- TRY IT
Set down exactly the entries below, beginning at their first line and ending at the line with "pub const EMERALD: Color".

──────── TASK DATA ────────

//! Factoline brand palette and semantic styling for the TUI.

use ratatui::style::{Color, Modifier, Style};

// ── Core Palette ──────────────────────────────────────────────────────

pub const BRAND_BLUE: Color = Color::Rgb(37, 99, 235); // #2563eb
pub const BRAND_LIGHT: Color = Color::Rgb(147, 197, 253); // #93c5fd
pub const EMERALD: Color = Color::Rgb(16, 185, 129); // #10b981
pub const ORANGE: Color = Color::Rgb(249, 115, 22); // #f97316
pub const ERROR_RED: Color = Color::Rgb(239, 68, 68); // #ef4444

// ── Slate scale ───────────────────────────────────────────────────────

pub const SLATE_100: Color = Color::Rgb(241, 245, 249); // #f1f5f9
pub const SLATE_300: Color = Color::Rgb(203, 213, 225); // #cbd5e1
pub const SLATE_400: Color = Color::Rgb(148, 163, 184); // #94a3b8
pub const SLATE_500: Color = Color::Rgb(100, 116, 139); // #64748b
pub const SLATE_800: Color = Color::Rgb(30, 41, 59); // #1e293b
pub const SLATE_900: Color = Color::Rgb(15, 23, 42); // #0f172a

// ── Semantic Styles ───────────────────────────────────────────────────

/// Title text for blocks/panels.
pub fn title_style() -> Style {
    Style::default().fg(SLATE_100).add_modifier(Modifier::BOLD)
}

pub fn border_focused() -> Style {
    Style::default().fg(BRAND_BLUE)
}

pub fn border_default() -> Style {
    Style::default().fg(SLATE_500)
}

/// Brand word mark in the header.
pub fn brand() -> Style {
    Style::default().fg(BRAND_BLUE).add_modifier(Modifier::BOLD)
}

/// Primary body text.
pub fn text() -> Style {
    Style::default().fg(SLATE_300)
}

/// Secondary labels (spec names, breadcrumb, placeholder).
pub fn muted() -> Style {
    Style::default().fg(SLATE_400)
}

/// Emphasised values (thickness, price, product title).
pub fn value() -> Style {
    Style::default().fg(SLATE_100).add_modifier(Modifier::BOLD)
}

/// Cursor row in lists and the selected card border.
pub fn selected() -> Style {
    Style::default()
        .fg(BRAND_LIGHT)
        .bg(SLATE_800)
        .add_modifier(Modifier::BOLD)
}

/// Stock indicator colour: orange when low, emerald otherwise.
pub fn stock(low: bool) -> Style {
    Style::default().fg(if low { ORANGE } else { EMERALD })
}

/// Drying status badge on product cards.
pub fn badge() -> Style {
    Style::default().fg(SLATE_900).bg(BRAND_LIGHT)
}

/// Cart notification badge.
pub fn notification_badge() -> Style {
    Style::default()
        .fg(Color::White)
        .bg(ORANGE)
        .add_modifier(Modifier::BOLD)
}

/// Call-to-action button ("Ajouter").
pub fn button() -> Style {
    Style::default()
        .fg(Color::White)
        .bg(BRAND_BLUE)
        .add_modifier(Modifier::BOLD)
}

/// Link-like action ("Tout effacer", "Afficher tous les produits").
pub fn link() -> Style {
    Style::default()
        .fg(BRAND_LIGHT)
        .add_modifier(Modifier::UNDERLINED)
}

/// Key hint text (e.g., "q quitter  ? aide").
pub fn key_hint() -> Style {
    Style::default().fg(SLATE_500)
}

/// Key hint key character.
pub fn key_hint_key() -> Style {
    Style::default().fg(BRAND_LIGHT).add_modifier(Modifier::BOLD)
}
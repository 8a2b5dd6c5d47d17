// ── Filter selection state ──
//
// Category id → set of checked option ids. A category that is missing
// means "nothing checked", never "everything checked".

use indexmap::{IndexMap, IndexSet};

/// Checked filter options, grouped by category.
///
/// Empty groups are dropped as soon as their last option is unchecked, so
/// every entry present is an *active* category.
#[derive(Debug, Clone, Default, PartialEq, Eq)]
pub struct Selection {
    categories: IndexMap<String, IndexSet<String>>,
}

impl Selection {
    pub fn new() -> Self {
        Self::default()
    }

    /// Check (`selected = true`) or uncheck an option. Returns `true` if the
    /// selection changed.
    pub fn set_option(&mut self, category: &str, option: &str, selected: bool) -> bool {
        if selected {
            return self
                .categories
                .entry(category.to_owned())
                .or_default()
                .insert(option.to_owned());
        }

        let Some(options) = self.categories.get_mut(category) else {
            return false;
        };
        let removed = options.shift_remove(option);
        if options.is_empty() {
            self.categories.shift_remove(category);
        }
        removed
    }

    /// Drop every checked option. The configured start-up selection is not
    /// restored.
    pub fn clear_all(&mut self) {
        self.categories.clear();
    }

    pub fn is_selected(&self, category: &str, option: &str) -> bool {
        self.categories
            .get(category)
            .is_some_and(|options| options.contains(option))
    }

    /// Checked option ids for one category, in the order they were checked.
    pub fn selected<'a>(&'a self, category: &str) -> impl Iterator<Item = &'a str> + use<'a> {
        self.categories
            .get(category)
            .into_iter()
            .flat_map(|options| options.iter().map(String::as_str))
    }

    /// Categories with at least one checked option.
    pub fn active_categories(&self) -> impl Iterator<Item = (&str, &IndexSet<String>)> {
        self.categories
            .iter()
            .filter(|(_, options)| !options.is_empty())
            .map(|(id, options)| (id.as_str(), options))
    }

    /// Total number of checked options across all categories.
    pub fn active_count(&self) -> usize {
        self.categories.values().map(IndexSet::len).sum()
    }

    /// `true` when no category is active.
    pub fn is_empty(&self) -> bool {
        self.active_categories().next().is_none()
    }
}

impl<C, I, O> FromIterator<(C, I)> for Selection
where
    C: Into<String>,
    I: IntoIterator<Item = O>,
    O: Into<String>,
{
    fn from_iter<T: IntoIterator<Item = (C, I)>>(iter: T) -> Self {
        let mut selection = Self::new();
        for (category, options) in iter {
            let category = category.into();
            for option in options {
                selection.set_option(&category, &option.into(), true);
            }
        }
        selection
    }
}
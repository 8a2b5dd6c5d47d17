//! `factoline`: terminal storefront for a professional lumber catalog.
//!
//! Built on [ratatui](https://ratatui.rs) over the `factoline-core`
//! [`Storefront`](factoline_core::Storefront): free-text search in the
//! header, faceted filters in the sidebar, product cards in a responsive
//! grid, and a cart counter fed by "Ajouter".
//!
//! Logs are written to a file (default `/tmp/factoline.log`) to avoid
//! corrupting the terminal UI.
//!
//! Entry point: CLI argument parsing, tracing setup, panic hooks, and app launch.

mod action;
mod app;
mod component;
mod components;
mod event;
mod layout;
#[cfg(test)]
mod test_util;
mod theme;
mod tui;
mod widgets;

use std::path::PathBuf;

use clap::Parser;
use color_eyre::eyre::{Result, WrapErr};
use tracing::info;
use tracing_appender::non_blocking::WorkerGuard;
use tracing_subscriber::{EnvFilter, fmt, layer::SubscriberExt, util::SubscriberInitExt};

use factoline_config::Config;
use factoline_core::{Catalog, Storefront};

use crate::app::App;

/// Browse, search and filter a lumber catalog from the terminal.
#[derive(Parser, Debug)]
#[command(name = "factoline", version, about)]
struct Cli {
    /// Config file (defaults to the platform config dir)
    #[arg(short, long, env = "FACTOLINE_CONFIG")]
    config: Option<PathBuf>,

    /// Catalog file (.json or .toml); the built-in catalog is used otherwise
    #[arg(long)]
    catalog: Option<PathBuf>,

    /// Initial search text
    #[arg(short, long)]
    query: Option<String>,

    /// Log file path (defaults to /tmp/factoline.log)
    #[arg(long, default_value = "/tmp/factoline.log")]
    log_file: PathBuf,

    /// Increase log verbosity (-v info, -vv debug, -vvv trace)
    #[arg(short, long, action = clap::ArgAction::Count)]
    verbose: u8,
}

/// Set up file-based tracing. Nothing may log to stdout/stderr while the
/// terminal is in raw mode. The returned guard flushes logs on drop.
fn setup_tracing(cli: &Cli) -> WorkerGuard {
    let log_level = match cli.verbose {
        0 => "warn",
        1 => "info",
        2 => "debug",
        _ => "trace",
    };

    let filter = EnvFilter::try_from_default_env().unwrap_or_else(|_| {
        EnvFilter::new(format!(
            "factoline={log_level},factoline_core={log_level},factoline_config={log_level}"
        ))
    });

    let log_dir = cli
        .log_file
        .parent()
        .filter(|p| !p.as_os_str().is_empty())
        .unwrap_or(std::path::Path::new("/tmp"));
    let log_filename = cli
        .log_file
        .file_name()
        .unwrap_or(std::ffi::OsStr::new("factoline.log"));

    let file_appender = tracing_appender::rolling::never(log_dir, log_filename);
    let (non_blocking, guard) = tracing_appender::non_blocking(file_appender);

    tracing_subscriber::registry()
        .with(filter)
        .with(
            fmt::layer()
                .with_writer(non_blocking)
                .with_ansi(false)
                .with_target(true)
                .with_thread_ids(true),
        )
        .init();

    guard
}

/// Resolve the effective config. Priority: CLI flags > env > file > defaults.
fn load_settings(cli: &Cli) -> Result<Config> {
    let mut config = match &cli.config {
        Some(path) => factoline_config::load_config_from(path),
        None => factoline_config::load_config(),
    }
    .wrap_err("Failed to load configuration")?;

    if let Some(catalog) = &cli.catalog {
        config.catalog = Some(catalog.clone());
    }
    if let Some(query) = &cli.query {
        config.initial_query.clone_from(query);
    }
    Ok(config)
}

fn load_catalog(config: &Config) -> Result<Catalog> {
    match &config.catalog {
        Some(path) => Ok(Catalog::from_path(path)?),
        None => Ok(Catalog::builtin()),
    }
}

#[tokio::main]
async fn main() -> Result<()> {
    let cli = Cli::parse();

    // Install panic/error hooks BEFORE entering the terminal
    tui::install_hooks()?;

    // Tracing to file; hold the guard so logs flush on exit
    let _log_guard = setup_tracing(&cli);

    let config = load_settings(&cli)?;
    let catalog = load_catalog(&config)?;

    let source = config
        .catalog
        .as_deref()
        .map_or_else(|| "(built-in)".into(), |p| p.display().to_string());
    info!(
        catalog = %source,
        products = catalog.products.len(),
        "starting factoline"
    );

    let storefront = Storefront::with_initial(
        catalog,
        config.initial_query.clone(),
        config.initial_selection(),
    );
    let mut app = App::new(storefront, config.ui);
    app.run().await?;

    Ok(())
}
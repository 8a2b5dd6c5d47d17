//! Product card: reference, drying badge, spec sheet, seller, stock
//! indicator, price and the "Ajouter" button.

use ratatui::buffer::Buffer;
use ratatui::layout::Rect;
use ratatui::text::{Line, Span};
use ratatui::widgets::{Block, BorderType, Borders, Paragraph, Widget};

use factoline_core::Product;

use crate::theme;

const BUTTON: &str = " + Ajouter ";

pub struct ProductCard<'a> {
    product: &'a Product,
    selected: bool,
}

impl<'a> ProductCard<'a> {
    pub fn new(product: &'a Product) -> Self {
        Self {
            product,
            selected: false,
        }
    }

    pub fn selected(mut self, selected: bool) -> Self {
        self.selected = selected;
        self
    }

    fn lines(&self, width: u16) -> Vec<Line<'a>> {
        let p = self.product;
        let low = p.is_low_stock();
        let title_style = if self.selected {
            theme::selected()
        } else {
            theme::value()
        };

        vec![
            Line::from(Span::styled(p.title.as_str(), title_style)),
            two_sided(
                vec![Span::styled(format!("Ref: {}", p.sku()), theme::muted())],
                vec![Span::styled(format!(" {} ", p.drying), theme::badge())],
                width,
            ),
            spec_row("Épaisseur", p.thickness.as_str(), width),
            spec_row("Longueurs", p.lengths.as_str(), width),
            spec_row("Qualité", p.quality_grade(), width),
            Line::from(vec![
                Span::styled("Vendu par : ", theme::muted()),
                Span::styled(p.seller.as_str(), theme::link()),
            ]),
            Line::from(Span::styled(
                "─".repeat(usize::from(width)),
                theme::key_hint(),
            )),
            Line::from(vec![
                Span::styled("● ", theme::stock(low)),
                Span::styled(
                    format!("Stock : {} m³ dispo", p.stock_label()),
                    theme::stock(low),
                ),
            ]),
            two_sided(
                vec![
                    Span::styled(p.price_label(), theme::value()),
                    Span::styled("  HT / m³", theme::muted()),
                ],
                vec![Span::styled(BUTTON, theme::button())],
                width,
            ),
        ]
    }
}

impl Widget for ProductCard<'_> {
    fn render(self, area: Rect, buf: &mut Buffer) {
        let border = if self.selected {
            theme::border_focused()
        } else {
            theme::border_default()
        };
        let block = Block::default()
            .borders(Borders::ALL)
            .border_type(BorderType::Rounded)
            .border_style(border);
        let inner = block.inner(area);
        block.render(area, buf);

        Paragraph::new(self.lines(inner.width)).render(inner, buf);
    }
}

/// Label on the left, value on the right.
fn spec_row<'a>(label: &'a str, value: &'a str, width: u16) -> Line<'a> {
    two_sided(
        vec![Span::styled(label, theme::muted())],
        vec![Span::styled(value, theme::value())],
        width,
    )
}

/// Join `left` and `right` with enough spaces to push `right` to the
/// edge. Falls back to a single space when they do not fit.
fn two_sided<'a>(left: Vec<Span<'a>>, right: Vec<Span<'a>>, width: u16) -> Line<'a> {
    let used: usize = left.iter().chain(&right).map(Span::width).sum();
    let gap = usize::from(width).saturating_sub(used).max(1);
    let mut spans = left;
    spans.push(Span::raw(" ".repeat(gap)));
    spans.extend(right);
    Line::from(spans)
}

────────

- PROBLEM SOLUTION
//! Factoline brand palette and semantic styling for the TUI.

use ratatui::style::{Color, Modifier, Style};

// ── Core Palette ──────────────────────────────────────────────────────

pub const BRAND_BLUE: Color = Color::Rgb(37, 99, 235); // #2563eb
pub const BRAND_LIGHT: Color = Color::Rgb(147, 197, 253); // #93c5fd
pub const EMERALD: Color = Color::Rgb(16, 185, 129); // #10b981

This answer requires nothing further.